From 1981 to 2002, photos were taken using a Pentax ME Super camera.
From 1989 to 2002, I was doing all pictures as prints (instead of slides which I had grown up on).
In 1997, at the age of 40, my photo obsession began and I started taking thousands of photos per year.
In September, 2002, I switched to digital cameras and the number of photos exploded.
Image quality is going to be variable because these are scans of slides and/or prints.

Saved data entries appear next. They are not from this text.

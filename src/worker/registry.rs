//! Worker discovery registration
//!
//! A worker publishes its [`WorkerStatus`] under `<prefix><id>`, bound to a
//! lease renewed by a [`Session`]. Losing the lease makes the worker invisible
//! to the scheduler; the heartbeat loop notices and registers again.

use std::sync::Arc;
use std::time::Duration;
use thiserror::Error;
use tokio::sync::Mutex;

use crate::coordination::{CoordinationClient, CoordinationError, Session};
use crate::models::WorkerStatus;

/// Result type for registry operations
pub type RegistryResult<T> = Result<T, RegistryError>;

#[derive(Debug, Error)]
pub enum RegistryError {
    #[error(transparent)]
    Coordination(#[from] CoordinationError),

    #[error("Failed to encode worker status: {0}")]
    Encode(#[from] serde_json::Error),

    /// `update` before `register`
    #[error("Worker is not registered")]
    NotRegistered,

    /// The registration lease ended; register again
    #[error("Registration lease lost")]
    LeaseLost,
}

struct Registration {
    key: String,
    session: Session,
}

/// Registration of one worker in the discovery namespace
pub struct WorkerRegistry {
    client: Arc<dyn CoordinationClient>,
    prefix: String,
    current: Mutex<Option<Registration>>,
}

impl WorkerRegistry {
    pub fn new(client: Arc<dyn CoordinationClient>, prefix: impl Into<String>) -> Self {
        Self {
            client,
            prefix: prefix.into(),
            current: Mutex::new(None),
        }
    }

    /// Grant a lease and write the status entry under it
    ///
    /// Replaces any previous registration.
    pub async fn register(&self, status: &WorkerStatus, ttl: Duration) -> RegistryResult<()> {
        let value = status.encode()?;
        let key = format!("{}{}", self.prefix, status.id);

        let mut current = self.current.lock().await;
        if let Some(old) = current.take() {
            old.session.close().await;
        }

        let session = Session::open(self.client.clone(), ttl).await?;
        if let Err(e) = self.client.put(&key, &value, Some(session.lease())).await {
            session.close().await;
            return Err(e.into());
        }

        tracing::info!(worker = %status.id, key = %key, lease = session.lease(), "Worker registered");
        *current = Some(Registration { key, session });
        Ok(())
    }

    /// Overwrite the status entry under the existing lease
    pub async fn update(&self, status: &WorkerStatus) -> RegistryResult<()> {
        let value = status.encode()?;
        let current = self.current.lock().await;
        let registration = current.as_ref().ok_or(RegistryError::NotRegistered)?;

        if registration.session.is_done() {
            return Err(RegistryError::LeaseLost);
        }

        match self
            .client
            .put(&registration.key, &value, Some(registration.session.lease()))
            .await
        {
            Ok(()) => Ok(()),
            Err(CoordinationError::LeaseExpired(_)) => Err(RegistryError::LeaseLost),
            Err(e) => Err(e.into()),
        }
    }

    /// Stop renewing and delete the entry; best effort
    pub async fn unregister(&self) {
        let Some(registration) = self.current.lock().await.take() else {
            return;
        };

        if let Err(e) = self.client.delete(&registration.key).await {
            tracing::warn!(key = %registration.key, error = %e, "Failed to delete worker entry");
        }
        registration.session.close().await;
        tracing::info!(key = %registration.key, "Worker unregistered");
    }

    pub async fn is_registered(&self) -> bool {
        self.current
            .lock()
            .await
            .as_ref()
            .is_some_and(|r| !r.session.is_done())
    }
}
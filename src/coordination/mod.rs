//! Coordination store client
//!
//! The scheduler and the workers share state through a small key/value
//! contract borrowed from consensus stores:
//!
//! - **Leases**: time-bounded ownership tokens. Keys written under a lease
//!   disappear when the lease expires or is revoked.
//! - **Prefix reads**: consistent listing of a namespace such as `/workers/`.
//! - **Prefix watches**: a stream of put/delete events under a namespace.
//! - **Create**: write-if-absent, used for the election key.
//!
//! Two backends implement [`CoordinationClient`]:
//!
//! - [`RedisCoordination`] - lease records with TTLs and Lua scripts; watches
//!   are produced by diffing periodic prefix scans.
//! - [`MemoryCoordination`] - in-process store for tests and single-node runs.
//!
//! [`Session`] wraps a lease together with its keepalive loop.

pub mod memory;
pub mod redis;
pub mod session;

use async_trait::async_trait;
use std::time::Duration;
use thiserror::Error;
use tokio::sync::mpsc;

pub use self::memory::MemoryCoordination;
pub use self::redis::{RedisCoordination, RedisCoordinationConfig};
pub use session::Session;

/// Lease identifier
pub type LeaseId = i64;

/// Capacity of a watch channel before events are dropped
pub const WATCH_CHANNEL_CAPACITY: usize = 256;

/// Receiving side of a prefix watch
pub type WatchReceiver = mpsc::Receiver<WatchEvent>;

/// Result type for coordination operations
pub type CoordinationResult<T> = Result<T, CoordinationError>;

/// A key and its current value
#[derive(Debug, Clone, PartialEq, Eq)]
pub struct KeyValue {
    pub key: String,
    pub value: String,
}

impl KeyValue {
    pub fn new(key: impl Into<String>, value: impl Into<String>) -> Self {
        Self {
            key: key.into(),
            value: value.into(),
        }
    }
}

/// Change notification delivered by a prefix watch
#[derive(Debug, Clone, PartialEq, Eq)]
pub enum WatchEvent {
    /// Key created or overwritten
    Put(KeyValue),
    /// Key deleted or its lease expired
    Delete { key: String },
}

impl WatchEvent {
    /// The key the event refers to
    pub fn key(&self) -> &str {
        match self {
            Self::Put(kv) => &kv.key,
            Self::Delete { key } => key,
        }
    }
}

/// Coordination store errors
#[derive(Debug, Error)]
pub enum CoordinationError {
    /// The lease is unknown or already expired
    #[error("Lease {0} not found or expired")]
    LeaseExpired(LeaseId),

    /// Connection could not be obtained
    #[error("Coordination store unavailable: {0}")]
    Unavailable(String),

    /// Operation did not complete in time
    #[error("Coordination store timeout during '{0}'")]
    Timeout(String),

    /// Backend command failed
    #[error("Coordination backend error: {0}")]
    Backend(String),
}

impl CoordinationError {
    /// Check if the error is worth retrying on the next tick
    pub fn is_recoverable(&self) -> bool {
        !matches!(self, Self::LeaseExpired(_))
    }
}

impl From<::redis::RedisError> for CoordinationError {
    fn from(err: ::redis::RedisError) -> Self {
        if err.is_timeout() {
            Self::Timeout(err.to_string())
        } else if err.is_io_error() || err.is_connection_dropped() {
            Self::Unavailable(err.to_string())
        } else {
            Self::Backend(err.to_string())
        }
    }
}

impl From<deadpool_redis::PoolError> for CoordinationError {
    fn from(err: deadpool_redis::PoolError) -> Self {
        Self::Unavailable(err.to_string())
    }
}

/// Contract the core needs from the coordination store
#[async_trait]
pub trait CoordinationClient: Send + Sync {
    /// Grant a lease that expires after `ttl` unless kept alive
    async fn grant_lease(&self, ttl: Duration) -> CoordinationResult<LeaseId>;

    /// Renew a lease; returns `false` when the lease no longer exists
    async fn keep_alive(&self, lease: LeaseId) -> CoordinationResult<bool>;

    /// Revoke a lease and delete every key bound to it
    async fn revoke_lease(&self, lease: LeaseId) -> CoordinationResult<()>;

    /// Write a key, optionally bound to a lease
    ///
    /// Fails with [`CoordinationError::LeaseExpired`] when the lease is gone.
    async fn put(&self, key: &str, value: &str, lease: Option<LeaseId>) -> CoordinationResult<()>;

    /// Write a key only if it does not exist; returns whether it was written
    async fn create(&self, key: &str, value: &str, lease: Option<LeaseId>)
        -> CoordinationResult<bool>;

    /// Read a single key
    async fn get(&self, key: &str) -> CoordinationResult<Option<String>>;

    /// Read every key under a prefix, ordered by key
    async fn get_prefix(&self, prefix: &str) -> CoordinationResult<Vec<KeyValue>>;

    /// Delete a key; returns whether it existed
    async fn delete(&self, key: &str) -> CoordinationResult<bool>;

    /// Subscribe to changes under a prefix
    ///
    /// Events are delivered in store order. The subscription ends when the
    /// receiver is dropped.
    async fn watch_prefix(&self, prefix: &str) -> CoordinationResult<WatchReceiver>;
}
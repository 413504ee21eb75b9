//! Tests for config module

use serial_test::serial;
use std::io::Write;
use std::time::Duration;

use taskgrid::config::Config;

const ENV_VARS: &[&str] = &[
    "REDIS_URL",
    "DATABASE_URL",
    "TASKGRID_COORDINATION_URL",
    "TASKGRID_LEASE_TTL_SECS",
    "TASKGRID_SWEEP_INTERVAL_SECS",
    "TASKGRID_WORKER_ID",
    "TASKGRID_PREDICTION_URL",
    "TASKGRID_LOG_FORMAT",
];

fn clear_env() {
    for var in ENV_VARS {
        std::env::remove_var(var);
    }
}

#[test]
#[serial]
fn test_from_env_defaults() {
    clear_env();
    let config = Config::from_env().unwrap();

    assert_eq!(config.redis.url, "redis://localhost:6379");
    assert_eq!(config.scheduler.lease_ttl(), Duration::from_secs(10));
    assert!(config.worker.id.is_none());
    assert!(config.prediction.url.is_none());
    assert!(config.database.postgres_url.is_none());
    assert!(config.validate().is_ok());
}

#[test]
#[serial]
fn test_from_env_overrides() {
    clear_env();
    std::env::set_var("REDIS_URL", "redis://queue:6379");
    std::env::set_var("TASKGRID_COORDINATION_URL", "redis://coord:6379");
    std::env::set_var("TASKGRID_LEASE_TTL_SECS", "4");
    std::env::set_var("TASKGRID_SWEEP_INTERVAL_SECS", "not-a-number");
    std::env::set_var("TASKGRID_WORKER_ID", "w7");
    std::env::set_var("DATABASE_URL", "postgresql://db/taskgrid");

    let config = Config::from_env().unwrap();
    clear_env();

    assert_eq!(config.redis.url, "redis://queue:6379");
    assert_eq!(config.coordination.url, "redis://coord:6379");
    assert_eq!(config.scheduler.lease_ttl_secs, 4);
    assert_eq!(config.worker.lease_ttl_secs, 4);
    assert_eq!(config.scheduler.sweep_interval_secs, 30);
    assert_eq!(config.worker.id.as_deref(), Some("w7"));
    assert_eq!(
        config.database.postgres_url.as_deref(),
        Some("postgresql://db/taskgrid")
    );
}

#[test]
#[serial]
fn test_invalid_log_format_rejected() {
    clear_env();
    std::env::set_var("TASKGRID_LOG_FORMAT", "xml");
    let config = Config::from_env().unwrap();
    clear_env();

    assert!(config.validate().is_err());
}

#[test]
fn test_from_file_partial_sections() {
    let mut file = tempfile::NamedTempFile::new().unwrap();
    writeln!(
        file,
        r#"
[redis]
url = "redis://cache:6380"

[queues]
main = "jobs"

[scheduler]
stale_threshold_secs = 90
max_worker_failures = 5

[worker]
id = "edge-1"
"#
    )
    .unwrap();

    let config = Config::from_file(file.path()).unwrap();

    assert_eq!(config.redis.url, "redis://cache:6380");
    assert_eq!(config.redis.pool_size, 16);
    assert_eq!(config.queues.main, "jobs");
    assert_eq!(config.queues.processing, "processing-queue");
    assert_eq!(config.scheduler.stale_threshold(), Duration::from_secs(90));
    assert_eq!(config.scheduler.max_worker_failures, 5);
    assert_eq!(config.scheduler.sweep_interval_secs, 30);
    assert_eq!(config.worker.id.as_deref(), Some("edge-1"));
    assert!(config.validate().is_ok());
}

#[test]
fn test_from_file_same_queue_names_invalid() {
    let mut file = tempfile::NamedTempFile::new().unwrap();
    writeln!(
        file,
        r#"
[queues]
main = "q"
processing = "q"
"#
    )
    .unwrap();

    let config = Config::from_file(file.path()).unwrap();
    assert!(config.validate().is_err());
}

#[test]
fn test_from_file_missing() {
    let err = Config::from_file(std::path::Path::new("/nonexistent/taskgrid.toml")).unwrap_err();
    assert!(err.to_string().contains("Failed to read config file"));
}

The images shown here were scanned in two phases. In the early years of the website, I rescanned a selection of pre-digital images, all at fairly low quality settings. During the COVID pandemic, I launched the Great Rescanning Effort, rescanning ALL of my pre-digital images from various media (prints, slides, negatives, etc) at higher resolution and quality settings. Mutilple versions of images -- some from the initial scannning phase, some from prints, some from slides/negatives -- were posted so there are frequently duplicate images on the same page. At some point, I hope to have time to do a final review and get rid of the duplicates but that'll have to wait until all of the pre-digital images are finally posted.
Trips this year: North Carolina (Dad), Florida (Mom), using a time share in Arkansas to visit Civil War sites in Missouri, Georgia, Arkansas, Mississippi and Tennessee. The Civil War became my excuse to see places I'd never been to in my life and it was a great motivator for 20 years or so.